Notas sobre Gnosticismo (Daniel Placido)

1- Gnosticismo e Nova Era? G. Filoramo considera que a Nova Era corresponde a uma "visão de mundo gnóstica".  Apesar dele reconhecer que essa suposta nova gnose tem diferenças com a do passado, continuo achando problemático associar o gnosticismo a algo tão diferente dele. Apesar da liberdade espiritual presente tanto no gnosticismo antigo quanto na Nova Era, esta é holística, evolucionista e otimista, elementos que evidentemente não se coadunam com o pessimismo gnóstico sobre o mundo e a condição humana.

Faz mais sentido comparar o gnosticismo com o budismo, para o qual tudo neste mundo é impermanente, tal como no gnosticismo o mundo, território do Demiurgo ignaro, é um plano instável e imperfeito do qual devemos nos evadir, exigindo, segundo Welburn, uma grande lucidez.  

Não deve ser acaso, assim, que na antiguidade o profeta Mani tentou criar uma síntese entre budismo, gnosticismo e zoroastrismo: o maniqueísmo. Contudo, para os maniqueus o mundo era uma criação benigna do Espírito Vivo, sendo que as centelhas de luz anímica foram capturadas e aprisionadas na matéria por Arihman, uma deidade sombria, mas mesmo nessa condição resta a esperança de libertação para elas e toda a natureza.

2- Maniqueísmo. O maniqueísmo foi uma religião extraordinária por diversos motivos.
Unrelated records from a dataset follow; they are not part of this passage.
//! Subtitle generation for a local audio or video file.

use std::path::PathBuf;

use crate::config::{get_api_key, SolatranConfig};
use crate::subtitle::{self, SubtitleModel, Transcriber};

/// Transcribes `input` into an `.srt` file.
///
/// `model` and `language` override the `[subtitle]` config section.
///
/// # Errors
/// - If the model is unknown or its provider's API key is not set
/// - If transcription or writing the subtitle file fails
pub async fn handle_subtitle(
    config: &SolatranConfig,
    input: PathBuf,
    output: Option<PathBuf>,
    model: Option<String>,
    language: Option<String>,
) -> anyhow::Result<()> {
    let mut settings = config.subtitle.clone();
    if let Some(model) = model {
        settings.model = model;
    }
    if language.is_some() {
        settings.language = language;
    }

    let provider = SubtitleModel::from_id(&settings.model)
        .map(|model| model.provider())
        .ok_or_else(|| {
            anyhow::anyhow!(
                "Unknown subtitle model '{}'. Available: {}",
                settings.model,
                SubtitleModel::available_ids().join(", ")
            )
        })?;
    let api_key = get_api_key(provider.api_key_env()).ok_or_else(|| {
        anyhow::anyhow!(
            "No {} API key found. Set {} to use model '{}'.",
            provider.name(),
            provider.api_key_env(),
            settings.model
        )
    })?;

    let output = output.unwrap_or_else(|| subtitle::default_output_path(&input));
    let transcriber = Transcriber::new(&settings, api_key)?;

    let segments = subtitle::generate(&transcriber, &input, &output).await?;
    println!("Wrote {segments} subtitle(s) to {}", output.display());
    Ok(())
}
Enumero alguns.

Primeiro: ele era uma espécie de síntese de cristianismo gnóstico, zoroastrismo e budismo, o que o torna diferente do gnosticismo em sentido estrito em muitos aspectos.
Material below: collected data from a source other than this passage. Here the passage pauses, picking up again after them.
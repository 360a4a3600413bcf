//! Term trees for the factq predicate engine
//!
//! This crate defines the data the evaluator walks:
//!
//! - [`Scalar`]: a single value stored in a fact field or written as a literal
//! - [`Value`]: the result of a field lookup or evaluation (`Nil`, one scalar, or a sequence)
//! - [`Operator`]: a closed set of built-in operators plus custom names
//! - [`Term`]: an operator, its ordered [`Operand`]s and private evaluation state
//!
//! The [`Display`](std::fmt::Display) form of a term is its canonical string
//! `(op operand ...)`. It doubles as the identifier used in every diagnostic,
//! so it is deterministic for all literal kinds.
//!
//! # Example
//!
//! ```
//! use factq_term::{Operand, Term};
//!
//! let term = Term::new(
//!     "either",
//!     [Operand::field("nickname"), Operand::literal("anonymous")],
//! );
//! assert_eq!(term.to_string(), "(either nickname 'anonymous')");
//! ```

mod operator;
mod scalar;
mod state;
mod term;
mod value;

pub use operator::*;
pub use scalar::*;
pub use state::*;
pub use term::*;
pub use value::*;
Segundo: ele tinha a pretensão de ser uma verdadeira religião mundial, e de fato conseguiu isso, com vestígios presentes na África e na Ásia (até mesmo na China).

Terceiro: seu criador, o persa Mani (século III EC), foi um dos poucos profetas que, sem dar brecha às intermináveis discussões escriturísticas, definiu um conjunto canônico de textos para seus seguidores. 

E quarto: foi uma religião perseguida sem trégua por seus adversários, não obstante sobreviveram textos e materiais mais diretos, muitos encontrados a partir do século XIX.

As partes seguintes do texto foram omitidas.